In Canada that's generally true too.  However, there are some instances when public addresses are used.  I have set up several systems where the main connection was via ADSL or cable modem, but had a backup via the cell network.  One major customer for this was Starbucks, but I've also set up some Tim Horton's locations too.

nycfly

@DJBenson:

I currently have port 80 and 442 forwarded to 192.168.0.2 (the only other IP on that network) and the ports show as closed (but then again there are no services running on that IP to accept those ports - wouldn't that make them show up as closed?)

I believe it should show as open once it's forwarded regardless of whether something is listening or not.

johnpoz

@nycfly:

I believe it should show as open once it's forwarded regardless of whether something is listening or not.

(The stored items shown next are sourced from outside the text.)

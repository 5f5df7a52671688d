//! Static ETF reference records: the universe list and per-ticker fundamentals.

use serde::Deserialize;

/// A row of the ETF universe file.
#[derive(Debug, Clone, PartialEq, Deserialize)]
pub struct UniverseEntry {
    pub ticker: String,
    pub category: String,
}

/// A row of the fundamentals file. `distribution_yield` is a fraction
/// (0.045 for 4.5%).
#[derive(Debug, Clone, PartialEq, Deserialize)]
pub struct Fundamentals {
    pub ticker: String,
    pub distribution_yield: f64,
    pub category: String,
}

/// Canonical ticker form used as the join key.
pub fn normalize_ticker(ticker: &str) -> String {
    ticker.trim().to_uppercase()
}

/// Case- and whitespace-insensitive category comparison.
pub fn same_category(a: &str, b: &str) -> bool {
    a.trim().eq_ignore_ascii_case(b.trim())
}

impl UniverseEntry {
    pub fn normalized(self) -> Self {
        Self {
            ticker: normalize_ticker(&self.ticker),
            category: self.category.trim().to_string(),
        }
    }
}

impl Fundamentals {
    pub fn normalized(self) -> Self {
        Self {
            ticker: normalize_ticker(&self.ticker),
            distribution_yield: self.distribution_yield,
            category: self.category.trim().to_string(),
        }
    }
}

#[cfg(test)]
mod tests {
    use super::*;

    #[test]
    fn tickers_are_upper_cased_and_trimmed() {
        assert_eq!(normalize_ticker("  xeqt.to "), "XEQT.TO");
    }

    #[test]
    fn categories_compare_loosely() {
        assert!(same_category("Covered Call", " covered call"));
        assert!(!same_category("Dividend", "Growth"));
    }

    #[test]
    fn fundamentals_normalized() {
        let f = Fundamentals {
            ticker: "zwc.to".into(),
            distribution_yield: 0.07,
            category: " Covered Call ".into(),
        }
        .normalized();
        assert_eq!(f.ticker, "ZWC.TO");
        assert_eq!(f.category, "Covered Call");
    }
}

No how can something show as open if nothing is there to answer the syn?  If forward ports to something that is not listening it will show closed.  You can show yourself this by just forwarding something, and then turning that something off and leaving the forward.

So here forward to 80.. on my 192.168.9.100 box… I forward 80, but nothing listening - fail, I thin fire up hfs so its listening on 80 - success.  It then turn hfs off so not listening back to fail.. Even though the port forward is there.

Depending you might get an actual reject from your client saying hey nothing here on that port.. Or it might just drop it quietly depending on the OS your sending the traffic too and its configuration... You notice got a actual connection refused on my test, because one was sent..

See the sniff.. 2nd pic where 80 came in and sent back RST.. It is normally better to just quiet drop.. But this is windows machine and not sure where to set that - looking into it now ;)

edit:  Ok so now there is no RST sent (3rd pic), because I turned on the host firewall and 80 is not allowed, so the firewall prevents the RST from being sent.. But you can see my host got the packets, just not answered with RST since not listening..  be it you get a RST or not when sent to a non listening port would come down to what OS your sending to, if firewall etc. etc. OS settings.. But just the ack of opening a port on pfsense to something that is not listening on that port is not going to show it open that is for sure.  For it to show open it would have to get a syn,ack to its syn.